• **Data under study**
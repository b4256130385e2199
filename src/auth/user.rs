use serde::{Deserialize, Serialize};
use std::fmt;

/// A resolved user, owned and produced by the external user service
pub trait User: Send + Sync + fmt::Debug {
    /// Stable identifier, used as the token subject
    fn id(&self) -> &str;

    /// Identity attribute (email or username)
    fn identity(&self) -> &str;

    /// Display name snapshotted into issued claims
    fn name(&self) -> &str {
        ""
    }

    /// Role identifiers, resolved to abilities by the role service
    fn roles(&self) -> &[String];

    /// Additional attributes captured into the claims at issuance time
    fn extra_claims(&self) -> serde_json::Map<String, serde_json::Value> {
        serde_json::Map::new()
    }
}

/// Identity produced by a driver from raw login credentials
pub trait Account: Send + Sync + fmt::Debug {
    /// Identity attribute; an empty value means the login cannot proceed
    fn identity(&self) -> &str;

    fn name(&self) -> &str {
        ""
    }
}

/// Permission grant: an action pattern and an object pattern
#[derive(Debug, Clone, PartialEq, Eq, Hash, Serialize, Deserialize)]
pub struct Ability {
    pub action: String,
    pub object: String,
}

impl Ability {
    pub fn new(action: impl Into<String>, object: impl Into<String>) -> Self {
        Self {
            action: action.into(),
            object: object.into(),
        }
    }

    /// Abilities with an empty action or object never match
    pub fn is_eligible(&self) -> bool {
        !self.action.is_empty() && !self.object.is_empty()
    }
}

/// A named, ordered set of abilities
#[derive(Debug, Clone, PartialEq, Eq, Serialize, Deserialize)]
pub struct Role {
    pub id: String,
    pub abilities: Vec<Ability>,
}

impl Role {
    pub fn new(id: impl Into<String>, abilities: Vec<Ability>) -> Self {
        Self {
            id: id.into(),
            abilities,
        }
    }
}

/// Minimal account for drivers that only learn an email and a display name
#[derive(Debug, Clone, Default, PartialEq, Eq, Serialize, Deserialize)]
pub struct EmailAccount {
    pub email: String,
    #[serde(default)]
    pub name: String,
}

impl EmailAccount {
    pub fn new(email: impl Into<String>) -> Self {
        Self {
            email: email.into(),
            name: String::new(),
        }
    }
}

impl Account for EmailAccount {
    fn identity(&self) -> &str {
        &self.email
    }

    fn name(&self) -> &str {
        &self.name
    }
}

• **What is being asked**
Without adding anything, say how many lines in the listing above include the string "Ability".

• **Task output**
4